Car buyers are decent people… for the most part. Despite what the folks at the dealership say, they don’t take their cars in for endless imaginary repairs.
When something goes wrong with the car the average consumer takes it to the dealer’s repair facility expecting the technicians to figure out what is wrong and fix it. This is straight forward, honest; it doesn’t seem unreasonable.
It is important to remember that the car owner is not required to be a Master Automobile Technician; in fact the owner isn’t required to know anything technical about his or her car. If the driver describes the problem with his transmission as a grindy, growly noise from under the car, and that sometimes it feels like he has been rear ended when he shifts, that’s it! That’s enough. It is up to the Service Writer or Technician to translate the driver’s experience into a proper diagnosis and then repair.
Because of their innate decency, the average owner isn’t ready for the shenanigans, misdirection, and outright lying that occur at the dealership.
Knowledge, so the saying goes, is power. When you go to the dealership it’s not good to wonder, “Is it me? Is it something I’m doing wrong?”
Here are five things dealerships do that should be a warning that they aren’t on the up-and-up.
- Failure to give the customer proper paperwork when the vehicle is brought in for repair. (This is a serious matter because the number of repeating defects can determine whether the vehicle qualifies under the California lemon law or not.)

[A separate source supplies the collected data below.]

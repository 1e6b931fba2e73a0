//! Data model shared across the catalog: type descriptors and documents

pub mod descriptor;
pub mod document;

pub use descriptor::{
    AddIndexRequest, DescriptorError, IndexDescriptor, IndexKind, PropertyDescriptor,
    TypeDescriptor, TypeIntroduction,
};
pub use document::{Document, Value, ID_FIELD};
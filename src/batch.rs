//! Translation of synchronization operations into store batches
//!
//! The host framework delivers changes as an ordered slice of operations.
//! `translate` maps each one to a `BatchUnit`, one to one and in order;
//! `submit` hands the result to the store facade as a single batch.

use serde::{Deserialize, Serialize};
use thiserror::Error;

use crate::store::{BatchResult, StoreError, StoreFacade};
use crate::types::Document;

#[derive(Error, Debug)]
pub enum BatchError {
    #[error("Operation {index} on '{type_name}' carries no document payload")]
    MissingPayload { index: usize, type_name: String },

    #[error("Store rejected batch: {0}")]
    Store(#[from] StoreError),
}

/// What a synchronization operation does to its document
#[derive(Clone, Copy, Debug, PartialEq, Eq, Hash, Serialize, Deserialize)]
pub enum OperationKind {
    Create,
    Update,
    PartialUpdate,
    Delete,
    DeleteById,
    Change,
}

impl OperationKind {
    pub fn is_removal(&self) -> bool {
        matches!(self, OperationKind::Delete | OperationKind::DeleteById)
    }
}

/// One change event as delivered by the host framework
pub trait SyncOperation {
    fn kind(&self) -> OperationKind;

    /// Type name of the entity the operation applies to.
    fn type_name(&self) -> &str;

    /// The operation's data as a document, if it can be represented as one.
    fn data_as_document(&self) -> Option<Document>;
}

/// A plain synchronization operation
#[derive(Clone, Debug, PartialEq)]
pub struct DataSyncOperation {
    pub kind: OperationKind,
    pub type_name: String,
    pub document: Option<Document>,
}

impl DataSyncOperation {
    pub fn new(kind: OperationKind, type_name: impl Into<String>, document: Document) -> Self {
        Self {
            kind,
            type_name: type_name.into(),
            document: Some(document),
        }
    }

    pub fn create(type_name: impl Into<String>, document: Document) -> Self {
        Self::new(OperationKind::Create, type_name, document)
    }

    pub fn update(type_name: impl Into<String>, document: Document) -> Self {
        Self::new(OperationKind::Update, type_name, document)
    }

    pub fn delete(type_name: impl Into<String>, document: Document) -> Self {
        Self::new(OperationKind::Delete, type_name, document)
    }
}

impl SyncOperation for DataSyncOperation {
    fn kind(&self) -> OperationKind {
        self.kind
    }

    fn type_name(&self) -> &str {
        &self.type_name
    }

    fn data_as_document(&self) -> Option<Document> {
        self.document.clone()
    }
}

/// Store-ready form of one synchronization operation
#[derive(Clone, Debug, PartialEq, Serialize, Deserialize)]
pub struct BatchUnit {
    pub type_name: String,
    pub kind: OperationKind,
    pub document: Document,
}

impl BatchUnit {
    pub fn new(type_name: impl Into<String>, kind: OperationKind, document: Document) -> Self {
        Self {
            type_name: type_name.into(),
            kind,
            document,
        }
    }
}

/// Map every operation to a batch unit, preserving order and count.
pub fn translate<O: SyncOperation>(operations: &[O]) -> Result<Vec<BatchUnit>, BatchError> {
    operations
        .iter()
        .enumerate()
        .map(|(index, op)| {
            let document = op.data_as_document().ok_or_else(|| BatchError::MissingPayload {
                index,
                type_name: op.type_name().to_string(),
            })?;
            Ok(BatchUnit::new(op.type_name(), op.kind(), document))
        })
        .collect()
}

/// Translate `operations` and apply them as one batch.
pub fn submit<O: SyncOperation>(
    store: &dyn StoreFacade,
    operations: &[O],
) -> Result<BatchResult, BatchError> {
    let units = translate(operations)?;
    if units.is_empty() {
        return Ok(BatchResult::new(0));
    }

    let count = units.len();
    let result = store.perform_batch(units)?;
    log::debug!("batch {} applied {} of {} units", result.batch_id, result.applied, count);
    Ok(result)
}
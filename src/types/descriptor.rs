//! Grid-side type descriptors
//!
//! A `TypeDescriptor` is the schema of one entity type as declared by the
//! data grid: its name, its properties and the indexes it asks for. The
//! catalog persists these and derives store indexes from them.

use std::collections::HashSet;

use serde::{Deserialize, Serialize};
use thiserror::Error;

#[derive(Error, Debug, Clone, PartialEq, Eq)]
pub enum DescriptorError {
    #[error("Type name is empty")]
    EmptyTypeName,

    #[error("Duplicate property '{property}' in type '{type_name}'")]
    DuplicateProperty { type_name: String, property: String },

    #[error("Type '{type_name}' references undeclared property '{property}'")]
    UndeclaredProperty { type_name: String, property: String },

    #[error("Type '{0}' declares an index without paths")]
    EmptyIndex(String),
}

/// A single declared property of a type
#[derive(Clone, Debug, PartialEq, Eq, Hash, Serialize, Deserialize)]
pub struct PropertyDescriptor {
    pub name: String,
    /// Name of the property's value type, resolved against a `TypeResolver` on decode.
    pub type_name: String,
}

impl PropertyDescriptor {
    pub fn new(name: impl Into<String>, type_name: impl Into<String>) -> Self {
        Self {
            name: name.into(),
            type_name: type_name.into(),
        }
    }
}

/// How an index is used by queries
#[derive(Clone, Copy, Debug, PartialEq, Eq, Hash, Serialize, Deserialize)]
pub enum IndexKind {
    /// Equality lookups only
    Equality,
    /// Equality and range lookups
    Ordered,
}

/// An index declared on one property path, or several for a compound index
#[derive(Clone, Debug, PartialEq, Eq, Hash, Serialize, Deserialize)]
pub struct IndexDescriptor {
    pub paths: Vec<String>,
    pub kind: IndexKind,
    pub unique: bool,
}

impl IndexDescriptor {
    pub fn equality(path: impl Into<String>) -> Self {
        Self {
            paths: vec![path.into()],
            kind: IndexKind::Equality,
            unique: false,
        }
    }

    pub fn ordered(path: impl Into<String>) -> Self {
        Self {
            paths: vec![path.into()],
            kind: IndexKind::Ordered,
            unique: false,
        }
    }

    pub fn compound<I, S>(paths: I) -> Self
    where
        I: IntoIterator<Item = S>,
        S: Into<String>,
    {
        Self {
            paths: paths.into_iter().map(Into::into).collect(),
            kind: IndexKind::Ordered,
            unique: false,
        }
    }

    pub fn unique(mut self) -> Self {
        self.unique = true;
        self
    }

    pub fn is_compound(&self) -> bool {
        self.paths.len() > 1
    }

    /// Deterministic name for the store-side index, e.g. `status_1` or `a_1_b.c_1`.
    pub fn name(&self) -> String {
        let suffix = match self.kind {
            IndexKind::Equality if !self.unique && !self.is_compound() => "hashed",
            _ => "1",
        };
        self.paths
            .iter()
            .map(|p| format!("{}_{}", p, suffix))
            .collect::<Vec<_>>()
            .join("_")
    }
}

/// Root property of a (possibly nested) path: `address.city` -> `address`.
fn root_property(path: &str) -> &str {
    path.split('.').next().unwrap_or(path)
}

/// Schema of one grid-side entity type
#[derive(Clone, Debug, PartialEq, Eq, Serialize, Deserialize)]
pub struct TypeDescriptor {
    /// Globally unique type name; the catalog's identity key.
    pub type_name: String,
    pub super_type_name: Option<String>,
    pub properties: Vec<PropertyDescriptor>,
    pub id_property: Option<String>,
    pub routing_property: Option<String>,
    pub indexes: Vec<IndexDescriptor>,
    pub supports_dynamic_properties: bool,
}

impl TypeDescriptor {
    pub fn new(type_name: impl Into<String>) -> Self {
        Self {
            type_name: type_name.into(),
            super_type_name: None,
            properties: Vec::new(),
            id_property: None,
            routing_property: None,
            indexes: Vec::new(),
            supports_dynamic_properties: false,
        }
    }

    pub fn with_super_type(mut self, super_type_name: impl Into<String>) -> Self {
        self.super_type_name = Some(super_type_name.into());
        self
    }

    pub fn with_property(mut self, name: impl Into<String>, type_name: impl Into<String>) -> Self {
        self.properties.push(PropertyDescriptor::new(name, type_name));
        self
    }

    pub fn with_id_property(mut self, name: impl Into<String>) -> Self {
        self.id_property = Some(name.into());
        self
    }

    pub fn with_routing_property(mut self, name: impl Into<String>) -> Self {
        self.routing_property = Some(name.into());
        self
    }

    pub fn with_index(mut self, index: IndexDescriptor) -> Self {
        self.indexes.push(index);
        self
    }

    pub fn with_dynamic_properties(mut self) -> Self {
        self.supports_dynamic_properties = true;
        self
    }

    pub fn property(&self, name: &str) -> Option<&PropertyDescriptor> {
        self.properties.iter().find(|p| p.name == name)
    }

    pub fn has_property(&self, name: &str) -> bool {
        self.property(name).is_some()
    }

    /// Distinct property paths covered by any declared index, in declaration order.
    pub fn indexed_properties(&self) -> Vec<&str> {
        let mut seen = HashSet::new();
        self.indexes
            .iter()
            .flat_map(|i| i.paths.iter())
            .map(String::as_str)
            .filter(|p| seen.insert(*p))
            .collect()
    }

    /// Check internal consistency of the descriptor.
    pub fn validate(&self) -> Result<(), DescriptorError> {
        if self.type_name.trim().is_empty() {
            return Err(DescriptorError::EmptyTypeName);
        }

        let mut names = HashSet::new();
        for property in &self.properties {
            if !names.insert(property.name.as_str()) {
                return Err(DescriptorError::DuplicateProperty {
                    type_name: self.type_name.clone(),
                    property: property.name.clone(),
                });
            }
        }

        // Id and routing must be fixed properties, dynamic or not.
        for name in self.id_property.iter().chain(self.routing_property.iter()) {
            if !names.contains(name.as_str()) {
                return Err(self.undeclared(name));
            }
        }

        for index in &self.indexes {
            if index.paths.is_empty() {
                return Err(DescriptorError::EmptyIndex(self.type_name.clone()));
            }
            if self.supports_dynamic_properties {
                continue;
            }
            for path in &index.paths {
                if !names.contains(root_property(path)) {
                    return Err(self.undeclared(path));
                }
            }
        }

        Ok(())
    }

    fn undeclared(&self, property: &str) -> DescriptorError {
        DescriptorError::UndeclaredProperty {
            type_name: self.type_name.clone(),
            property: property.to_string(),
        }
    }
}

/// Event raised by the host framework when a new type is introduced
#[derive(Clone, Debug, PartialEq, Eq)]
pub struct TypeIntroduction {
    pub descriptor: TypeDescriptor,
}

impl TypeIntroduction {
    pub fn new(descriptor: TypeDescriptor) -> Self {
        Self { descriptor }
    }

    pub fn type_descriptor(&self) -> &TypeDescriptor {
        &self.descriptor
    }
}

/// Event raised by the host framework when indexes are added to a known type
#[derive(Clone, Debug, PartialEq, Eq)]
pub struct AddIndexRequest {
    pub type_name: String,
    pub indexes: Vec<IndexDescriptor>,
}

impl AddIndexRequest {
    pub fn new(type_name: impl Into<String>, indexes: Vec<IndexDescriptor>) -> Self {
        Self {
            type_name: type_name.into(),
            indexes,
        }
    }
}
//! Print the type catalog stored in a file store directory
//!
//! Run with: cargo run --bin gridsync-inspect -- --dir ./gridsync_data

use std::path::PathBuf;
use std::sync::Arc;

use anyhow::{Context, Result};
use clap::{Parser, ValueEnum};

use gridsync::codec::{encoded_version, MetadataRecord};
use gridsync::store::CollectionHandle;
use gridsync::{CatalogConfig, FileStore, MetadataCatalog, TypeDescriptor, TypeResolver};

#[derive(Clone, Copy, Debug, ValueEnum)]
enum Format {
    Text,
    Json,
}

#[derive(Parser, Debug)]
#[command(name = "gridsync-inspect", about = "Inspect a persisted type catalog")]
struct Args {
    /// Root directory of the file store
    #[arg(long)]
    dir: PathBuf,

    /// Metadata collection name
    #[arg(long, default_value = "metadata")]
    collection: String,

    /// Extra type names to treat as resolvable
    #[arg(long = "known-type")]
    known_types: Vec<String>,

    #[arg(long, value_enum, default_value_t = Format::Text)]
    format: Format,

    /// Print each record's encoding version instead of loading the catalog
    #[arg(long)]
    versions: bool,
}

fn print_versions(store: &FileStore, collection: &str) -> Result<()> {
    let collection = store.file_collection(collection)?;
    for document in collection.find()? {
        let record = MetadataRecord::from_document(&document?)?;
        match encoded_version(&record.payload) {
            Ok(version) => println!("{}\tv{}", record.type_name, version),
            Err(e) => println!("{}\tunreadable ({})", record.type_name, e),
        }
    }
    Ok(())
}

fn print_text(types: &[Arc<TypeDescriptor>]) {
    for t in types {
        println!("{}", t.type_name);
        if let Some(super_type) = &t.super_type_name {
            println!("  extends {}", super_type);
        }
        for p in &t.properties {
            let mut marks = Vec::new();
            if t.id_property.as_deref() == Some(p.name.as_str()) {
                marks.push("id");
            }
            if t.routing_property.as_deref() == Some(p.name.as_str()) {
                marks.push("routing");
            }
            if marks.is_empty() {
                println!("  {}: {}", p.name, p.type_name);
            } else {
                println!("  {}: {} [{}]", p.name, p.type_name, marks.join(", "));
            }
        }
        for i in &t.indexes {
            println!(
                "  index {} ({:?}{})",
                i.name(),
                i.kind,
                if i.unique { ", unique" } else { "" }
            );
        }
    }
}

fn main() -> Result<()> {
    env_logger::init();
    let args = Args::parse();

    let store = FileStore::open(&args.dir)
        .with_context(|| format!("opening store at {}", args.dir.display()))?;

    if args.versions {
        return print_versions(&store, &args.collection);
    }

    let mut resolver = TypeResolver::default();
    for name in &args.known_types {
        resolver.register(name.as_str());
    }

    let config = CatalogConfig {
        collection_name: args.collection.clone(),
        ..CatalogConfig::default()
    };
    config.validate()?;

    let catalog = MetadataCatalog::new(Arc::new(store), config).with_resolver(resolver);
    let types = catalog
        .load_metadata()
        .with_context(|| format!("loading '{}'", args.collection))?;

    match args.format {
        Format::Text => print_text(&types),
        Format::Json => {
            let plain: Vec<&TypeDescriptor> = types.iter().map(|t| t.as_ref()).collect();
            println!("{}", serde_json::to_string_pretty(&plain)?);
        }
    }

    catalog.close()?;
    Ok(())
}
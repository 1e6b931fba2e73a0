use std::collections::HashMap;
use std::sync::{PoisonError, RwLock};

use crate::types::{TypeDescriptor, ID_FIELD};

/// Facade-side cache of type descriptors, keyed by type name.
#[derive(Debug, Default)]
pub struct TypeCache {
    types: RwLock<HashMap<String, TypeDescriptor>>,
}

impl TypeCache {
    pub fn new() -> Self {
        Self::default()
    }

    pub fn insert(&self, descriptor: TypeDescriptor) {
        self.types
            .write()
            .unwrap_or_else(PoisonError::into_inner)
            .insert(descriptor.type_name.clone(), descriptor);
    }

    pub fn get(&self, type_name: &str) -> Option<TypeDescriptor> {
        self.types
            .read()
            .unwrap_or_else(PoisonError::into_inner)
            .get(type_name)
            .cloned()
    }

    pub fn all(&self) -> Vec<TypeDescriptor> {
        self.types
            .read()
            .unwrap_or_else(PoisonError::into_inner)
            .values()
            .cloned()
            .collect()
    }

    /// Document field that keys instances of `type_name`.
    pub fn key_field(&self, type_name: &str) -> String {
        self.types
            .read()
            .unwrap_or_else(PoisonError::into_inner)
            .get(type_name)
            .and_then(|t| t.id_property.clone())
            .unwrap_or_else(|| ID_FIELD.to_string())
    }
}
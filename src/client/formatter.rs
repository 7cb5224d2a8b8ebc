//! Message formatting utilities for client display.

use crate::common::time::timestamp_to_wib_rfc3339;

use super::binder::FieldView;

/// Message formatter for client display
pub struct MessageFormatter;

impl MessageFormatter {
    /// Format the initial room view shown right after joining
    ///
    /// # Arguments
    ///
    /// * `room_name` - Display name of the room
    /// * `room_code` - The shared room code
    /// * `member_count` - Sessions visible in the room, including this one
    pub fn format_room_joined(room_name: &str, room_code: &str, member_count: usize) -> String {
        let mut output = String::new();
        output.push_str("\n\n============================================================\n");
        output.push_str(&format!("Room: {} (code: {})\n", room_name, room_code));
        output.push_str(&format!("{} member(s) active\n", member_count));
        output.push_str("============================================================\n");
        output
    }

    /// Format the current view of everyone's fields
    ///
    /// The caller's own field is shown separately from the others.
    pub fn format_field_view(my_message: &str, others: &[FieldView]) -> String {
        let mut output = String::new();
        output.push_str(&format!("\n[you] {}\n", render_text(my_message)));

        if others.is_empty() {
            output.push_str("(waiting for friends... share the room code)\n");
        } else {
            for field in others {
                output.push_str(&format!("[{}] {}\n", field.name, render_text(&field.text)));
            }
        }
        output
    }

    /// Format a member-joined notification
    pub fn format_member_joined(name: &str, joined_at: i64) -> String {
        format!("\n+ {} joined at {}\n", name, timestamp_to_wib_rfc3339(joined_at))
    }

    /// Format a member-left notification
    pub fn format_member_left(name: &str, left_at: i64) -> String {
        format!("\n- {} left at {}\n", name, timestamp_to_wib_rfc3339(left_at))
    }
}

/// Empty fields render as a typing indicator, mirroring the blank-bubble
/// presentation of the original UI.
fn render_text(text: &str) -> &str {
    if text.is_empty() { "..." } else { text }
}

- Repeated attempts to get a defect repaired are met with, “no problem found or could not duplicate customer’s concern at this time.” This response is often accompanied by a sneering attitude that suggests that you are an idiot for having brought the car in for repair. Then when you bring it in the fourth time for the same problem and it has become so bad even other customers wonder what’s wrong, the dealership then attempts to repair it. It was bad from day one and you knew it. The dealer wants to minimize the situation.
- When the service writer takes down your problems the defect description is either altered or omitted. (It all serves the same process of preventing the owner from taking advantage of their Lemon Law rights.
- Dealer is intentionally rude; you may have heard this one: “Oh, you again.” The attitude is that you are just an amateur who doesn’t understand anything about cars and insists on wasting his valuable time.
- The dealer never returns your calls. There are plenty of people there but none of them can seem to find time to call you back. As Mr. Taylor writes in his book, Lemon Law: The Standard Reference Guide, the dealer will tell the customer, it isn’t his fault; he tried to call you many times. This is, of course complete nonsense.
The thing to remember is that at some point the dealer knows that they are not going to able to fix your car or truck and from that point all they want is for you to give up and go away. Go away may mean trade up for a new vehicle, go to another dealer or just sell the car, anything that does not mean fixing your car.
Persistence is the key.
Keep taking your car in to be repaired and insist they provide correct documentation. If they can’t fix your car after three or four attempts, then it’s time to seek recourse under the California Lemon Law or your appropriate state’s laws.